-- WORK ORDER --
With no line omitted, restate the records below exactly as they appear.

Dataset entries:

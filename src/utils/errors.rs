//! Sistema de manejo de errores
//!
//! Este módulo define todos los tipos de errores del sistema
//! y su conversión a respuestas HTTP apropiadas.

use axum::{
    http::StatusCode,
    response::{IntoResponse, Response},
    Json,
};
use serde_json::json;
use thiserror::Error;

/// Errores principales de la aplicación
#[derive(Error, Debug)]
pub enum AppError {
    #[error("Database error: {0}")]
    Database(#[from] sqlx::Error),

    #[error("Validation error: {0}")]
    Validation(#[from] validator::ValidationErrors),

    #[error("Not found: {0}")]
    NotFound(String),

    #[error("Conflict: {0}")]
    Conflict(String),

    #[error("Bad request: {0}")]
    BadRequest(String),

    #[error("Internal server error: {0}")]
    Internal(String),

    #[error("Service unavailable: {0}")]
    ServiceUnavailable(String),

    #[error("External API error: {0}")]
    ExternalApi(String),
}

/// Respuesta de error para la API
#[derive(Debug, serde::Serialize)]
struct ErrorResponse {
    error: String,
    message: String,
    #[serde(skip_serializing_if = "Option::is_none")]
    details: Option<serde_json::Value>,
    #[serde(skip_serializing_if = "Option::is_none")]
    code: Option<String>,
}

impl IntoResponse for AppError {
    fn into_response(self) -> Response {
        let (status, error_response) = match self {
            AppError::Database(e) => {
                eprintln!("Database error: {}", e);
                (
                    StatusCode::INTERNAL_SERVER_ERROR,
                    ErrorResponse {
                        error: "Database Error".to_string(),
                        message: "An error occurred while accessing the database".to_string(),
                        details: Some(json!({ "sql_error": e.to_string() })),
                        code: Some("DB_ERROR".to_string()),
                    },
                )
            }

            AppError::Validation(e) => {
                eprintln!("Validation error: {}", e);
                (
                    StatusCode::BAD_REQUEST,
                    ErrorResponse {
                        error: "Validation Error".to_string(),
                        message: "The provided data is invalid".to_string(),
                        details: Some(json!(e)),
                        code: Some("VALIDATION_ERROR".to_string()),
                    },
                )
            }

            AppError::NotFound(msg) => {
                eprintln!("Resource not found: {}", msg);
                (
                    StatusCode::NOT_FOUND,
                    ErrorResponse {
                        error: "Not Found".to_string(),
                        message: msg,
                        details: None,
                        code: Some("NOT_FOUND".to_string()),
                    },
                )
            }

            AppError::Conflict(msg) => {
                eprintln!("Conflict: {}", msg);
                (
                    StatusCode::CONFLICT,
                    ErrorResponse {
                        error: "Conflict".to_string(),
                        message: msg,
                        details: None,
                        code: Some("CONFLICT".to_string()),
                    },
                )
            }

            AppError::BadRequest(msg) => {
                eprintln!("Bad request: {}", msg);
                (
                    StatusCode::BAD_REQUEST,
                    ErrorResponse {
                        error: "Bad Request".to_string(),
                        message: msg,
                        details: None,
                        code: Some("BAD_REQUEST".to_string()),
                    },
                )
            }

            AppError::Internal(msg) => {
                eprintln!("Internal error: {}", msg);
                (
                    StatusCode::INTERNAL_SERVER_ERROR,
                    ErrorResponse {
                        error: "Internal Server Error".to_string(),
                        message: "An unexpected error occurred".to_string(),
                        details: Some(json!({ "internal_error": msg })),
                        code: Some("INTERNAL_ERROR".to_string()),
                    },
                )
            }

            AppError::ServiceUnavailable(msg) => {
                eprintln!("Service unavailable: {}", msg);
                (
                    StatusCode::SERVICE_UNAVAILABLE,
                    ErrorResponse {
                        error: "Service Unavailable".to_string(),
                        message: msg,
                        details: None,
                        code: Some("SERVICE_UNAVAILABLE".to_string()),
                    },
                )
            }

            AppError::ExternalApi(msg) => {
                eprintln!("External API error: {}", msg);
                (
                    StatusCode::BAD_GATEWAY,
                    ErrorResponse {
                        error: "External API Error".to_string(),
                        message: "An error occurred while communicating with external service"
                            .to_string(),
                        details: Some(json!({ "external_api_error": msg })),
                        code: Some("EXTERNAL_API_ERROR".to_string()),
                    },
                )
            }
        };

        (status, Json(error_response)).into_response()
    }
}

/// Resultado tipado para operaciones que pueden fallar
pub type AppResult<T> = Result<T, AppError>;

/// Función helper para crear errores de recurso no encontrado
pub fn not_found_error(resource: &str, id: i64) -> AppError {
    AppError::NotFound(format!("{} with id '{}' not found", resource, id))
}

/// Función helper para crear errores de conflicto
pub fn conflict_error(resource: &str, value: &str) -> AppError {
    AppError::Conflict(format!("{} '{}' already exists", resource, value))
}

-- RESPONSE AREA --
filename src/utils/errors.rs
//! Sistema de manejo de errores
//!
//! Este módulo define todos los tipos de errores del sistema
//! y su conversión a respuestas HTTP apropiadas.

use axum::{
    http::StatusCode,
    response::{IntoResponse, Response},
    Json,
};
use serde_json::json;
use thiserror::Error;

/// Errores principales de la aplicación
#[derive(Error, Debug)]
pub enum AppError {
    #[error("Database error: {0}")]
    Database(#[from] sqlx::Error),

    #[error("Validation error: {0}")]
    Validation(#[from] validator::ValidationErrors),

    #[error("Not found: {0}")]
    NotFound(String),

    #[error("Conflict: {0}")]
    Conflict(String),

    #[error("Bad request: {0}")]
    BadRequest(String),

    #[error("Internal server error: {0}")]
    Internal(String),

    #[error("Service unavailable: {0}")]
    ServiceUnavailable(String),

    #[error("External API error: {0}")]
    ExternalApi(String),
}

/// Respuesta de error para la API
#[derive(Debug, serde::Serialize)]
struct ErrorResponse {
    error: String,
    message: String,
    #[serde(skip_serializing_if = "Option::is_none")]
    details: Option<serde_json::Value>,
    #[serde(skip_serializing_if = "Option::is_none")]
    code: Option<String>,
}

impl IntoResponse for AppError {
    fn into_response(self) -> Response {
        let (status, error_response) = match self {
            AppError::Database(e) => {
                eprintln!("Database error: {}", e);
                (
                    StatusCode::INTERNAL_SERVER_ERROR,
                    ErrorResponse {
                        error: "Database Error".to_string(),
                        message: "An error occurred while accessing the database".to_string(),
                        details: Some(json!({ "sql_error": e.to_string() })),
                        code: Some("DB_ERROR".to_string()),
                    },
                )
            }

            AppError::Validation(e) => {
                eprintln!("Validation error: {}", e);
                (
                    StatusCode::BAD_REQUEST,
                    ErrorResponse {
                        error: "Validation Error".to_string(),
                        message: "The provided data is invalid".to_string(),
                        details: Some(json!(e)),
                        code: Some("VALIDATION_ERROR".to_string()),
                    },
                )
            }

            AppError::NotFound(msg) => {
                eprintln!("Resource not found: {}", msg);
                (
                    StatusCode::NOT_FOUND,
                    ErrorResponse {
                        error: "Not Found".to_string(),
                        message: msg,
                        details: None,
                        code: Some("NOT_FOUND".to_string()),
                    },
                )
            }

            AppError::Conflict(msg) => {
                eprintln!("Conflict: {}", msg);
                (
                    StatusCode::CONFLICT,
                    ErrorResponse {
                        error: "Conflict".to_string(),
                        message: msg,
                        details: None,
                        code: Some("CONFLICT".to_string()),
                    },
                )
            }

            AppError::BadRequest(msg) => {
                eprintln!("Bad request: {}", msg);
                (
                    StatusCode::BAD_REQUEST,
                    ErrorResponse {
                        error: "Bad Request".to_string(),
                        message: msg,
                        details: None,
                        code: Some("BAD_REQUEST".to_string()),
                    },
                )
            }

            AppError::Internal(msg) => {
                eprintln!("Internal error: {}", msg);
                (
                    StatusCode::INTERNAL_SERVER_ERROR,
                    ErrorResponse {
                        error: "Internal Server Error".to_string(),
                        message: "An unexpected error occurred".to_string(),
                        details: Some(json!({ "internal_error": msg })),
                        code: Some("INTERNAL_ERROR".to_string()),
                    },
                )
            }

            AppError::ServiceUnavailable(msg) => {
                eprintln!("Service unavailable: {}", msg);
                (
                    StatusCode::SERVICE_UNAVAILABLE,
                    ErrorResponse {
                        error: "Service Unavailable".to_string(),
                        message: msg,
                        details: None,
                        code: Some("SERVICE_UNAVAILABLE".to_string()),
                    },
                )
            }

            AppError::ExternalApi(msg) => {
                eprintln!("External API error: {}", msg);
                (
                    StatusCode::BAD_GATEWAY,
                    ErrorResponse {
                        error: "External API Error".to_string(),
                        message: "An error occurred while communicating with external service"
                            .to_string(),
                        details: Some(json!({ "external_api_error": msg })),
                        code: Some("EXTERNAL_API_ERROR".to_string()),
                    },
                )
            }
        };

        (status, Json(error_response)).into_response()
    }
}

/// Resultado tipado para operaciones que pueden fallar
pub type AppResult<T> = Result<T, AppError>;

/// Función helper para crear errores de recurso no encontrado
pub fn not_found_error(resource: &str, id: i64) -> AppError {
    AppError::NotFound(format!("{} with id '{}' not found", resource, id))
}

/// Función helper para crear errores de conflicto
pub fn conflict_error(resource: &str, value: &str) -> AppError {
    AppError::Conflict(format!("{} '{}' already exists", resource, value))
}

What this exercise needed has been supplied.